Why do some cities have the same UTC offset but different timezones?

Timezones encode DST rules as well as current offset. Arizona and California both observe MST/PST in winter (UTC-7/UTC-8), but in summer California moves to UTC-7 with DST while Arizona stays at UTC-7 without DST — so they overlap at UTC-7 in summer. Using full timezone identifiers (America/Phoenix vs America/Los_Angeles) captures the difference.

How many timezones are there?

There are 38 distinct current UTC offsets (from UTC-12 to UTC+14) and about 500 IANA timezone identifiers (because different regions within an offset may have different DST rules or historical changes). The tool supports all current IANA identifiers.

Can I convert times from the past?

Yes. The IANA database includes historical timezone rules back to the 1970s for most places and earlier for some. Converting a 1990 meeting time between London and New York uses the DST rules that were in effect in 1990, not today’s rules.

What is UTC?

Coordinated Universal Time (UTC) is the world’s primary time standard. It is the basis for civil time in most countries — local times are defined as UTC plus or minus some offset. UTC is based on atomic clocks, adjusted occasionally with leap seconds to stay within 0.9 seconds of astronomical solar time.

How is GMT different from UTC?

Practically, they are the same at the level of seconds — both represent the same meridian reference time. GMT (Greenwich Mean Time) is a timezone (the timezone of the UK in winter), while UTC is a time standard. Formal and technical contexts use UTC; casual usage often says GMT when UTC is meant.

Can I schedule a recurring meeting across timezones correctly?

Yes, but use your calendar app’s native timezone feature rather than this converter.
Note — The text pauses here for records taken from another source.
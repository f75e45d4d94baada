use dohgate_application::use_cases::HandleDnsMessageUseCase;
use dohgate_domain::Config;
use dohgate_infrastructure::dns::{create_clients, PoolResolver};
use std::sync::Arc;
use tracing::info;

/// Services shared by the DoH and classic DNS front ends. Built once, never mutated.
pub struct DnsServices {
    pub resolver: Arc<PoolResolver>,
    pub use_case: Arc<HandleDnsMessageUseCase>,
}

impl DnsServices {
    pub fn new(config: &Config) -> anyhow::Result<Self> {
        let pool = config.upstream.pool()?;
        for (position, upstream) in pool.iter().enumerate() {
            info!(position, upstream = %upstream, "Configured upstream");
        }

        let clients = create_clients(&config.upstream)?;
        info!(
            transports = ?clients.iter().map(|c| c.name()).collect::<Vec<_>>(),
            timeout_secs = config.upstream.query_timeout,
            "Initializing upstream transports"
        );

        let resolver = Arc::new(PoolResolver::new(pool, clients));
        let use_case = Arc::new(HandleDnsMessageUseCase::new(resolver.clone()));

        Ok(Self { resolver, use_case })
    }
}
//! RFC 1035 wire format (§4.1) for [`Message`](crate::Message).
//!
//! Messages are carried as-is: no TCP length prefix, the datagram or HTTP
//! body length is the message length.
mod decoder;
mod encoder;

pub use decoder::decode;
pub use encoder::encode;

pub const HEADER_LEN: usize = 12;

/// Media type of wire-format DNS messages over HTTP (RFC 8484 §6).
pub const DNS_MESSAGE_CONTENT_TYPE: &str = "application/dns-message";

/// Upper bound on compression pointers followed while reading one name.
pub const MAX_POINTER_HOPS: usize = 64;

/// Transaction id of a message, if at least the first two bytes are present.
pub fn peek_id(bytes: &[u8]) -> Option<u16> {
    match bytes {
        [hi, lo, ..] => Some(u16::from_be_bytes([*hi, *lo])),
        _ => None,
    }
}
Create the recurring meeting in the host’s timezone, and the calendar will automatically show the correct local time for each attendee, adjusting for DST as seasons change. Avoid storing recurring meetings as UTC — they will drift by an hour twice a year.

Why is there such a large timezone range?

Earth’s rotation produces solar noon at different UTC times depending on longitude. Each timezone approximates solar time for its region plus political and economic considerations. Some zones (like China spanning 5 natural zones) are political choices; others follow geographic lines closely.